Safe Rail Bridges Coming For Glen Innes, Takaanini And Te Mahia

Scoop07-05-2025
Press Release – Auckland Transport
Three Auckland train stations where there have been dozens of near misses between pedestrians and trains during the past decade will have their pedestrian level crossings replaced by modern,accessible overbridges, Auckland Transport (AT) says.
New pedestrian overbridges at Glen Innes, Takaanini and Te Mahia stations will improve safety and support more frequent and reliable train services when the City Rail Link opens.
The Government and Auckland Council have brought forward funding to allow construction of the three pedestrian bridges to be fast-tracked, with work starting at Labour Weekend when the rail network is closed and continuing during the summer rail closure.
From this week, AT is asking for feedback on the proposed bridge designs for Glen Innes, Takaanini and Te Mahia stations.
Local boards onboard with plan to improve safety in their communities
Maungakiekie-Tāmaki Local Board Chair Maria Meredith says it will be great to have safer access for the Glen Innes community.
'The City Rail Link will enable more efficient travel times from the Glen Innes station, but more importantly, the removal of the level crossing will also enable a far safer environment,' she says.
'By removing level crossing incidents, we'll have a more efficient and safer network for all users.'
Papakura Local Board Chair Brent Catchpole says removing level crossings will help keep people moving safely.
'Many crossings were built back when there were less people and less trains operating,' he says.
'As our community grows and more people live near train lines, removing level crossings will help keep people moving safely with less congestion.'
Manurewa Local Board Chairperson Matt Winiata says he is pleased to see AT progressing plans for the replacement of the pedestrian level crossing at Te Mahia Station.
'The new pedestrian bridge will allow safer access to and from the station platform from both Great South Road and Ferguson Street,' he says.
'This follows significant investment by the Local Board in the Te Mahia pedestrian plaza, transforming a train station with a once uncertain future into a notable transport hub for the surrounding area.'
Safe rail bridges part of AT's plan to get ready for the City Rail Link opening
Auckland Transport Director of Infrastructure and Place Murray Burt says the new pedestrian bridges will make it safer to access the stations and are part of a broader level crossing programme that will support more frequent and reliable train services when the City Rail Link opens.

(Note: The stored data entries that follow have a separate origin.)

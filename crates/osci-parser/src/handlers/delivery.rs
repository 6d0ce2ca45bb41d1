#![forbid(unsafe_code)]

use super::{capture_or_whitespace, BuiltPart, ElementHandler, ProcessCardBuilder, TextCapture, Transition};
use crate::dispatcher::{ParseContext, StartEvent};
use osci_core::{ns, Error, Result};
use osci_message::parts::{DeliveryHeader, ProcessCardBundle};

enum Field {
    MessageId,
    Subject,
    SelectionRule,
}

/// Builder for the message-specific header element (`storeDelivery`,
/// `fetchProcessCard`, `responseToFetchProcessCard`, ...).
///
/// Collects the common children plus the process-card bundles and the
/// declared quantity limit of process-card responses.  All bundles present
/// are collected regardless of the limit; enforcement is the server's job.
pub struct DeliveryBuilder {
    header: DeliveryHeader,
    process_cards: Vec<ProcessCardBundle>,
    quantity_limit: Option<u64>,
    capture: TextCapture,
    field: Option<Field>,
}

impl DeliveryBuilder {
    pub fn new(ev: &StartEvent<'_>) -> Self {
        let mut header = DeliveryHeader::for_type(ev.local);
        if let Some(id) = ev.id() {
            header.id = id.to_owned();
        }
        Self {
            header,
            process_cards: Vec::new(),
            quantity_limit: None,
            capture: TextCapture::default(),
            field: None,
        }
    }
}

impl ElementHandler for DeliveryBuilder {
    fn start_element(
        &mut self,
        ev: &StartEvent<'_>,
        _ctx: &mut ParseContext<'_>,
    ) -> Result<Transition> {
        if ev.ns != ns::OSCI {
            return Err(Error::UnexpectedElement(ev.qname.to_owned()));
        }
        match ev.local {
            ns::node::MESSAGE_ID => {
                self.capture.open();
                self.field = Some(Field::MessageId);
            }
            ns::node::SUBJECT => {
                self.capture.open();
                self.field = Some(Field::Subject);
            }
            ns::node::SELECTION_RULE => {
                self.capture.open();
                self.field = Some(Field::SelectionRule);
            }
            ns::node::QUANTITY => {
                let limit = ev.required_attr(ns::attr::LIMIT)?;
                self.quantity_limit = Some(limit.parse().map_err(|_| {
                    Error::XmlStructure(format!("invalid Quantity Limit: {limit}"))
                })?);
            }
            ns::node::PROCESS_CARD_BUNDLE => {
                return Ok(Transition::Push(Box::new(ProcessCardBuilder::new())));
            }
            _ => return Err(Error::UnexpectedElement(ev.qname.to_owned())),
        }
        Ok(Transition::Stay)
    }

    fn end_element(
        &mut self,
        _qname: &str,
        local: &str,
        _ctx: &mut ParseContext<'_>,
    ) -> Result<Transition> {
        if self.capture.is_open() {
            let text = self.capture.take().unwrap_or_default();
            match self.field.take() {
                Some(Field::MessageId) => self.header.message_id = Some(text),
                Some(Field::Subject) => self.header.subject = Some(text),
                Some(Field::SelectionRule) => self.header.selection_rule = Some(text),
                None => return Err(Error::UnexpectedEndTag(local.to_owned())),
            }
            return Ok(Transition::Stay);
        }
        if local == ns::node::QUANTITY {
            return Ok(Transition::Stay);
        }
        if local == self.header.name {
            return Ok(Transition::Pop(BuiltPart::Delivery {
                header: std::mem::take(&mut self.header),
                process_cards: std::mem::take(&mut self.process_cards),
                quantity_limit: self.quantity_limit.take(),
            }));
        }
        Err(Error::UnexpectedEndTag(local.to_owned()))
    }

    fn characters(&mut self, text: &str, _ctx: &mut ParseContext<'_>) -> Result<()> {
        capture_or_whitespace(&mut self.capture, text)
    }

    fn child_complete(&mut self, part: BuiltPart, _ctx: &mut ParseContext<'_>) -> Result<()> {
        match part {
            BuiltPart::ProcessCard(card) => {
                self.process_cards.push(*card);
                Ok(())
            }
            _ => Err(Error::XmlStructure("unexpected child in delivery header".into())),
        }
    }
}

'Every single incident at a level crossing has an impact that can be deadly or life-changing, taking a huge toll on train drivers and those who narrowly miss a collision,' Mr Burt says.
Mr Burt says these three level crossings have been prioritised for replacement with accessible overbridges because of how busy the rail network is through those areas.

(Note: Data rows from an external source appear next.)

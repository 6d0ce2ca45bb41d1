#![forbid(unsafe_code)]

//! Algorithm URI constants.
//!
//! Each constant is the canonical URI string that appears in `Algorithm`
//! attributes of OSCI signature and encryption structures.

// ── Canonicalization ─────────────────────────────────────────────────

pub const C14N: &str = "http://www.w3.org/TR/2001/REC-xml-c14n-20010315";

// ── Digest algorithms ────────────────────────────────────────────────

pub const SHA1: &str = "http://www.w3.org/2000/09/xmldsig#sha1";
pub const SHA256: &str = "http://www.w3.org/2001/04/xmlenc#sha256";
pub const SHA384: &str = "http://www.w3.org/2001/04/xmldsig-more#sha384";
pub const SHA512: &str = "http://www.w3.org/2001/04/xmlenc#sha512";
pub const SHA3_256: &str = "http://www.w3.org/2007/05/xmldsig-more#sha3-256";
pub const SHA3_384: &str = "http://www.w3.org/2007/05/xmldsig-more#sha3-384";
pub const SHA3_512: &str = "http://www.w3.org/2007/05/xmldsig-more#sha3-512";

// ── Signature algorithms ─────────────────────────────────────────────

pub const RSA_SHA1: &str = "http://www.w3.org/2000/09/xmldsig#rsa-sha1";
pub const RSA_SHA256: &str = "http://www.w3.org/2001/04/xmldsig-more#rsa-sha256";
pub const RSA_SHA384: &str = "http://www.w3.org/2001/04/xmldsig-more#rsa-sha384";
pub const RSA_SHA512: &str = "http://www.w3.org/2001/04/xmldsig-more#rsa-sha512";
pub const ECDSA_SHA256: &str = "http://www.w3.org/2001/04/xmldsig-more#ecdsa-sha256";
pub const ECDSA_SHA384: &str = "http://www.w3.org/2001/04/xmldsig-more#ecdsa-sha384";
pub const ECDSA_SHA512: &str = "http://www.w3.org/2001/04/xmldsig-more#ecdsa-sha512";

// ── Block cipher algorithms ──────────────────────────────────────────

pub const AES128_CBC: &str = "http://www.w3.org/2001/04/xmlenc#aes128-cbc";
pub const AES192_CBC: &str = "http://www.w3.org/2001/04/xmlenc#aes192-cbc";
pub const AES256_CBC: &str = "http://www.w3.org/2001/04/xmlenc#aes256-cbc";
pub const AES128_GCM: &str = "http://www.w3.org/2009/xmlenc11#aes128-gcm";
pub const AES192_GCM: &str = "http://www.w3.org/2009/xmlenc11#aes192-gcm";
pub const AES256_GCM: &str = "http://www.w3.org/2009/xmlenc11#aes256-gcm";
pub const TRIPLEDES_CBC: &str = "http://www.w3.org/2001/04/xmlenc#tripledes-cbc";

// ── Key transport algorithms ─────────────────────────────────────────

pub const RSA_PKCS1: &str = "http://www.w3.org/2001/04/xmlenc#rsa-1_5";
pub const RSA_OAEP: &str = "http://www.w3.org/2001/04/xmlenc#rsa-oaep-mgf1p";
pub const RSA_OAEP_ENC11: &str = "http://www.w3.org/2009/xmlenc11#rsa-oaep";

// ── MGF algorithms ───────────────────────────────────────────────────

pub const MGF1_SHA1: &str = "http://www.w3.org/2009/xmlenc11#mgf1sha1";
pub const MGF1_SHA256: &str = "http://www.w3.org/2009/xmlenc11#mgf1sha256";
pub const MGF1_SHA384: &str = "http://www.w3.org/2009/xmlenc11#mgf1sha384";
pub const MGF1_SHA512: &str = "http://www.w3.org/2009/xmlenc11#mgf1sha512";

/// Whether a cipher URI names an AEAD (GCM) mode.
pub fn is_gcm(uri: &str) -> bool {
    matches!(uri, AES128_GCM | AES192_GCM | AES256_GCM)
}

/// Whether a cipher URI names a legacy CBC mode.
pub fn is_cbc(uri: &str) -> bool {
    matches!(uri, AES128_CBC | AES192_CBC | AES256_CBC | TRIPLEDES_CBC)
}
/// Fragments participating in the signature, in reference order.
fn signable_fragments(msg: &OsciMessage) -> Result<Vec<(String, Vec<u8>)>> {
    let mut signable = Vec::new();
    for (ref_id, bytes) in all_fragments(msg)? {
        if let Some(ref_id) = ref_id {
            signable.push((ref_id, bytes));
        }
    }
    signable.push((msg.body.id.clone(), body_fragment(&msg.body)));
    Ok(signable)
}

/// Render the complete SOAP envelope.
pub fn envelope_xml(msg: &OsciMessage) -> Result<Vec<u8>> {
    use osci_stream::writer::{render_end, render_start};

    let schema = format!("{} {}", ns::OSCI, msg.message_type.schema_file());
    let mut out = Vec::new();
    render_start(
        &mut out,
        "soap:Envelope",
        ns::STANDARD_PREFIXES,
        &[("xsi:schemaLocation", schema.as_str())],
    );
    render_start(&mut out, "soap:Header", &[], &[]);

    let mut fragments = all_fragments(msg)?;
    // The signature header follows the ControlBlock.
    if let Some(signature) = &msg.signature {
        let mut w = CanonicalWriter::new();
        signature.write_xml(&mut w, msg.message_type.is_response(), ns::STANDARD_PREFIXES);
        let position = if fragments.is_empty() { 0 } else { 1 };
        fragments.insert(position, (None, w.into_bytes()));
    }
    for (_, bytes) in &fragments {
        out.extend_from_slice(bytes);
    }

    render_end(&mut out, "soap:Header");
    out.extend_from_slice(&body_fragment(&msg.body));
    render_end(&mut out, "soap:Envelope");
    Ok(out)
}

fn push_str(out: &mut Vec<u8>, s: &str) {
    out.extend_from_slice(s.as_bytes());
}

#[cfg(test)]
mod tests {
    use super::*;
    use crate::content::ContentContainer;
    use crate::parts::{ControlBlock, Feature, FeatureDescription, FEATURE_GCM};
    use osci_core::algorithm;

    fn store_delivery() -> OsciMessage {
        let mut msg = OsciMessage::new(OsciMessageType::StoreDelivery);
        msg.control_block = Some(ControlBlock {
            challenge: Some("ch-1".into()),
            conversation_id: Some("conv-1".into()),
            sequence_number: Some(0),
            response: None,
        });
        let mut container = ContentContainer::new();
        container.add_inline("hello");
        msg.body.containers.push(container);
        msg
    }

    #[test]
    fn envelope_contains_schema_location_and_body() {
        let msg = store_delivery();
        let xml = String::from_utf8(envelope_xml(&msg).unwrap()).unwrap();
        assert!(xml.contains("soapStoreDelivery.xsd"));
        assert!(xml.contains("<soap:Body"));
        assert!(xml.contains("osci:ContentPackage"));
    }

    #[test]
    fn serialize_produces_multipart_mime() {
        let mut msg = store_delivery();
        let mime = serialize(&mut msg).unwrap();
        let text = String::from_utf8_lossy(&mime);
        assert!(text.starts_with("MIME-Version: 1.0"));
        assert!(text.contains("--MIME_boundary\r\n"));
        assert!(text.contains("--MIME_boundary--"));
        assert_ne!(msg.state & STATE_COMPOSED, 0);
    }

    #[test]
    fn signable_fragments_cover_header_parts_and_body() {
        let msg = store_delivery();
        let ids: Vec<String> = signable_fragments(&msg)
            .unwrap()
            .into_iter()
            .map(|(id, _)| id)
            .collect();
        assert_eq!(ids, vec!["controlblock", "storedelivery", "body"]);
    }

    #[test]
    fn response_cipher_upgrade_only() {
        let cfg = OsciConfig::default();
        let mut request = OsciMessage::new(OsciMessageType::StoreDelivery);
        request.transport_cipher = Some(algorithm::AES256_CBC.to_owned());

        // Peer silent about GCM: stay on CBC.
        assert_eq!(response_cipher_uri(&cfg, &request), algorithm::AES256_CBC);

        // Peer advertises GCM: upgrade.
        request.feature_description = Some(FeatureDescription {
            features: vec![Feature {
                key: FEATURE_GCM.to_owned(),
                version: None,
            }],
            ..Default::default()
        });
        assert_eq!(response_cipher_uri(&cfg, &request), algorithm::AES256_GCM);

        // Toggle off: no upgrade.
        let mut cfg_off = OsciConfig::default();
        cfg_off.gcm_upgrade = false;
        assert_eq!(
            response_cipher_uri(&cfg_off, &request),
            algorithm::AES256_CBC
        );

        // GCM request is never downgraded, flag or not.
        request.transport_cipher = Some(algorithm::AES128_GCM.to_owned());
        assert_eq!(
            response_cipher_uri(&cfg_off, &request),
            algorithm::AES128_GCM
        );
    }
}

'Takaanini and Te Mahia stations have been prioritised because that section of the Southern Line is the busiest on the Auckland rail network with a large number of freight and passenger trains,' Mr Burt says.
'Removing the level crossing at Glen Innes Station is needed because it is the last remaining level crossing on the Eastern Line, which will have trains every five minutes at peak after City Rail Link opens.'
Feedback wanted before AT finalises bridge designs
The designs for the three bridges have been developed to provide good access to the train stations, improve pedestrian safety, and to deliver value for money for ratepayers.

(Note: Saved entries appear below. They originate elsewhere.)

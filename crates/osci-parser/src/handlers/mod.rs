#![forbid(unsafe_code)]

//! The element handler chain.
//!
//! Each builder is a small state machine recognizing one schema fragment.
//! Builders are stacked by the dispatcher: a parent recognizing a child
//! fragment pushes the child's builder, and the child pops itself with its
//! finished part when its end tag arrives.

use crate::dispatcher::{ParseContext, StartEvent};
use osci_core::{Error, Result};
use osci_message::msg::MessageBody;
use osci_message::parts::{
    CertificatesHeader, ChunkInformation, ControlBlock, CustomHeader, DeliveryHeader,
    FeatureDescription, FeedbackEntry, ProcessCardBundle, SoapFaultInfo,
};
use osci_message::signature::SignatureHeader;
use osci_message::{EncryptedDataOsci, OsciMessage};

mod body;
mod certificates;
mod chunk_info;
mod control_block;
mod custom;
mod delivery;
mod feature_desc;
mod feedback;
mod message;
mod process_card;
mod signature;

pub use body::BodyBuilder;
pub use certificates::CertificatesBuilder;
pub use control_block::ControlBlockBuilder;
pub use custom::CustomHeaderBuilder;
pub use delivery::DeliveryBuilder;
pub use feature_desc::FeatureDescriptionBuilder;
pub use feedback::FeedbackBuilder;
pub use message::MessageBuilder;
pub use process_card::ProcessCardBuilder;
pub use signature::SignatureBuilder;

/// What a completed builder hands back to its parent.
pub enum BuiltPart {
    Message(Box<OsciMessage>),
    ControlBlock(ControlBlock),
    Signature(Box<SignatureHeader>),
    ProcessCard(Box<ProcessCardBundle>),
    Feedback(Vec<FeedbackEntry>),
    ChunkInformation(ChunkInformation),
    FeatureDescription(FeatureDescription),
    Certificates {
        intermediary: bool,
        header: CertificatesHeader,
    },
    Delivery {
        header: DeliveryHeader,
        process_cards: Vec<ProcessCardBundle>,
        quantity_limit: Option<u64>,
    },
    Body(Box<MessageBody>),
    EncryptedData(Box<EncryptedDataOsci>),
    Container(Box<osci_message::ContentContainer>),
    Fault(SoapFaultInfo),
    CustomHeader(CustomHeader),
}

/// What a handler wants the dispatcher to do next.
pub enum Transition {
    Stay,
    Push(Box<dyn ElementHandler>),
    Pop(BuiltPart),
}

/// One frame of the handler stack.
pub trait ElementHandler {
    fn start_element(
        &mut self,
        ev: &StartEvent<'_>,
        ctx: &mut ParseContext<'_>,
    ) -> Result<Transition>;

    fn end_element(
        &mut self,
        qname: &str,
        local: &str,
        ctx: &mut ParseContext<'_>,
    ) -> Result<Transition>;

    /// Character data.  Without an open capture, only whitespace is legal.
    fn characters(&mut self, text: &str, _ctx: &mut ParseContext<'_>) -> Result<()> {
        if text.trim().is_empty() {
            Ok(())
        } else {
            Err(Error::StrayText(text.trim().to_owned()))
        }
    }

    /// A pushed child finished and delivers its part.
    fn child_complete(&mut self, _part: BuiltPart, _ctx: &mut ParseContext<'_>) -> Result<()> {
        Err(Error::XmlStructure("unexpected child part".into()))
    }
}

/// A text buffer a builder opens when it expects character data.
#[derive(Default)]
pub struct TextCapture(Option<String>);

impl TextCapture {
    pub fn open(&mut self) {
        self.0 = Some(String::new());
    }

    pub fn is_open(&self) -> bool {
        self.0.is_some()
    }

    /// Append text if a capture is open; returns whether it was consumed.
    pub fn push(&mut self, text: &str) -> bool {
        match &mut self.0 {
            Some(buf) => {
                buf.push_str(text);
                true
            }
            None => false,
        }
    }

    pub fn take(&mut self) -> Option<String> {
        self.0.take()
    }
}

/// Shared characters implementation for builders with one capture buffer.
pub(crate) fn capture_or_whitespace(capture: &mut TextCapture, text: &str) -> Result<()> {
    if capture.push(text) || text.trim().is_empty() {
        Ok(())
    } else {
        Err(Error::StrayText(text.trim().to_owned()))
    }
}
#![forbid(unsafe_code)]

//! Protocol role identities and their key capabilities.
//!
//! A role binds an id to at most one signature certificate and one cipher
//! certificate, plus optional private-key capabilities.  Certificates are
//! shared by reference across a message; binding a second, different
//! certificate to the same logical role is an error.

use crate::cert::OsciCertificate;
use osci_core::{Error, Result};
use osci_crypto::keytransport::OaepParams;
use osci_crypto::sign::SignKey;
use std::sync::Arc;

/// The five OSCI role kinds.
#[derive(Debug, Clone, Copy, PartialEq, Eq)]
pub enum RoleKind {
    Originator,
    Addressee,
    Author,
    Reader,
    Intermediary,
}

impl RoleKind {
    pub fn name(&self) -> &'static str {
        match self {
            RoleKind::Originator => "Originator",
            RoleKind::Addressee => "Addressee",
            RoleKind::Author => "Author",
            RoleKind::Reader => "Reader",
            RoleKind::Intermediary => "Intermediary",
        }
    }
}

/// Signing capability of a role holding a private key.
pub trait Signer: Send + Sync {
    /// Signature algorithm URI this signer produces.
    fn algorithm(&self) -> &str;
    fn sign(&self, data: &[u8]) -> Result<Vec<u8>>;
}

/// Decryption capability of a role holding a private key: unwraps a
/// transport-encrypted symmetric content key.
pub trait Decrypter: Send + Sync {
    fn unwrap_key(&self, transport_uri: &str, params: &OaepParams, wrapped: &[u8])
        -> Result<Vec<u8>>;
}

/// A protocol role identity.
#[derive(Clone)]
pub struct Role {
    pub kind: RoleKind,
    pub id: String,
    signature_cert: Option<OsciCertificate>,
    cipher_cert: Option<OsciCertificate>,
    signer: Option<Arc<dyn Signer>>,
    decrypter: Option<Arc<dyn Decrypter>>,
}

impl Role {
    pub fn new(kind: RoleKind, id: impl Into<String>) -> Self {
        Self {
            kind,
            id: id.into(),
            signature_cert: None,
            cipher_cert: None,
            signer: None,
            decrypter: None,
        }
    }

    pub fn originator(id: impl Into<String>) -> Self {
        Self::new(RoleKind::Originator, id)
    }

    pub fn addressee(id: impl Into<String>) -> Self {
        Self::new(RoleKind::Addressee, id)
    }

    pub fn intermediary(id: impl Into<String>) -> Self {
        Self::new(RoleKind::Intermediary, id)
    }

    pub fn with_signature_cert(mut self, cert: OsciCertificate) -> Self {
        self.signature_cert = Some(cert);
        self
    }

    pub fn with_cipher_cert(mut self, cert: OsciCertificate) -> Self {
        self.cipher_cert = Some(cert);
        self
    }

    pub fn with_signer(mut self, signer: Arc<dyn Signer>) -> Self {
        self.signer = Some(signer);
        self
    }

    pub fn with_decrypter(mut self, decrypter: Arc<dyn Decrypter>) -> Self {
        self.decrypter = Some(decrypter);
        self
    }

    pub fn signature_cert(&self) -> Option<&OsciCertificate> {
        self.signature_cert.as_ref()
    }

    pub fn cipher_cert(&self) -> Option<&OsciCertificate> {
        self.cipher_cert.as_ref()
    }

    pub fn signer(&self) -> Option<&Arc<dyn Signer>> {
        self.signer.as_ref()
    }

    pub fn decrypter(&self) -> Option<&Arc<dyn Decrypter>> {
        self.decrypter.as_ref()
    }

    /// Bind a signature certificate, rejecting a divergent rebind.
    pub fn assign_signature_cert(&mut self, cert: OsciCertificate) -> Result<()> {
        match &self.signature_cert {
            Some(existing) if *existing != cert => Err(Error::IncompatibleRole(format!(
                "{} {}: divergent signature certificates",
                self.kind.name(),
                self.id
            ))),
            _ => {
                self.signature_cert = Some(cert);
                Ok(())
            }
        }
    }

    /// Bind a cipher certificate, rejecting a divergent rebind.
    pub fn assign_cipher_cert(&mut self, cert: OsciCertificate) -> Result<()> {
        match &self.cipher_cert {
            Some(existing) if *existing != cert => Err(Error::IncompatibleRole(format!(
                "{} {}: divergent cipher certificates",
                self.kind.name(),
                self.id
            ))),
            _ => {
                self.cipher_cert = Some(cert);
                Ok(())
            }
        }
    }

    /// Whether this role can decrypt a key wrapped for `recipient_cert_der`.
    pub fn matches_cipher_cert(&self, recipient_cert_der: &[u8]) -> bool {
        self.cipher_cert
            .as_ref()
            .is_some_and(|c| c.der() == recipient_cert_der)
    }
}

impl std::fmt::Debug for Role {
    fn fmt(&self, f: &mut std::fmt::Formatter<'_>) -> std::fmt::Result {
        f.debug_struct("Role")
            .field("kind", &self.kind)
            .field("id", &self.id)
            .field("signature_cert", &self.signature_cert)
            .field("cipher_cert", &self.cipher_cert)
            .field("signer", &self.signer.is_some())
            .field("decrypter", &self.decrypter.is_some())
            .finish()
    }
}

// ── Private-key capability implementations ───────────────────────────

/// Signer backed by an in-memory private key.
pub struct PrivateKeySigner {
    key: SignKey,
    algorithm: String,
}

impl PrivateKeySigner {
    pub fn new(key: SignKey, algorithm_uri: impl Into<String>) -> Self {
        Self {
            key,
            algorithm: algorithm_uri.into(),
        }
    }

    pub fn rsa(key: rsa::RsaPrivateKey, algorithm_uri: impl Into<String>) -> Self {
        Self::new(SignKey::Rsa(key), algorithm_uri)
    }

    pub fn ecdsa_p256(key: p256::ecdsa::SigningKey, algorithm_uri: impl Into<String>) -> Self {
        Self::new(SignKey::EcP256(key), algorithm_uri)
    }
}

impl Signer for PrivateKeySigner {
    fn algorithm(&self) -> &str {
        &self.algorithm
    }

    fn sign(&self, data: &[u8]) -> Result<Vec<u8>> {
        osci_crypto::sign::from_uri(&self.algorithm)?.sign(&self.key, data)
    }
}

/// Decrypter backed by an in-memory RSA private key.
pub struct RsaKeyDecrypter {
    key: rsa::RsaPrivateKey,
}

impl RsaKeyDecrypter {
    pub fn new(key: rsa::RsaPrivateKey) -> Self {
        Self { key }
    }
}

impl Decrypter for RsaKeyDecrypter {
    fn unwrap_key(
        &self,
        transport_uri: &str,
        params: &OaepParams,
        wrapped: &[u8],
    ) -> Result<Vec<u8>> {
        osci_crypto::keytransport::from_uri_with_params(transport_uri, params.clone())?
            .decrypt(&self.key, wrapped)
    }
}

#[cfg(test)]
mod tests {
    use super::*;

    #[test]
    fn role_kind_names() {
        assert_eq!(RoleKind::Originator.name(), "Originator");
        assert_eq!(RoleKind::Intermediary.name(), "Intermediary");
    }

    #[test]
    fn signer_roundtrip() {
        use osci_core::algorithm;
        let sk = p256::ecdsa::SigningKey::random(&mut rand::thread_rng());
        let verify_key = *sk.verifying_key();
        let signer = PrivateKeySigner::ecdsa_p256(sk, algorithm::ECDSA_SHA256);
        let sig = signer.sign(b"data").unwrap();
        let alg = osci_crypto::sign::from_uri(algorithm::ECDSA_SHA256).unwrap();
        assert!(alg
            .verify(&SignKey::EcP256Public(verify_key), b"data", &sig)
            .unwrap());
    }

    #[test]
    fn decrypter_unwraps_wrapped_key() {
        use osci_core::algorithm;
        let private = rsa::RsaPrivateKey::new(&mut rand::thread_rng(), 2048).unwrap();
        let public = private.to_public_key();
        let transport = osci_crypto::keytransport::from_uri(algorithm::RSA_PKCS1).unwrap();
        let session = [9u8; 32];
        let wrapped = transport.encrypt(&public, &session).unwrap();
        let decrypter = RsaKeyDecrypter::new(private);
        let unwrapped = decrypter
            .unwrap_key(algorithm::RSA_PKCS1, &OaepParams::default(), &wrapped)
            .unwrap();
        assert_eq!(unwrapped, session);
    }
}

'We now want to hear feedback from our passengers and local communities about what the designs will mean for access, connection, and safety,' Mr Burt says.
This feedback will be used to finalise the bridge designs and to help with AT's plans to integrate the bridges and station access into the wider neighbourhoods nearby.
Notes:
The feedback period on the proposed bridge designs opened today and runs until 30 May.
Have your say at Level Crossing Removal Programme | Have your say
About AT's level crossings programme
· Level crossings increase safety risks for pedestrians and people in vehicles and make travel time longer for both people travelling on trains and those wanting to cross the tracks.
· Level crossings restrict train frequencies and have safety, productivity and accessibility implications on the road network, particularly when barrier arms need to be down longer.
· AT, KiwiRail and NZTA are working together to remove or replace all remaining 42 level crossings in Auckland over the next 10-30 years.
· The phasing of removals is driven by a range of factors including the frequency of trains, traffic delays, safety, available funding and future passenger growth in the years after City Rail Link opens.
· Following the removal of crossings to support increased train frequencies when City Rail Link opens in 2026 the priority order of removals is:
o Takanini – three new road bridges to replace level crossings. Funding has been confirmed and AT is beginning the detailed design, consenting, property acquisition and construction phase.
o Inner Western Line and other high priority crossings on the Western Line from the 2030s when passenger numbers have grown.
o Remaining Western Line crossings.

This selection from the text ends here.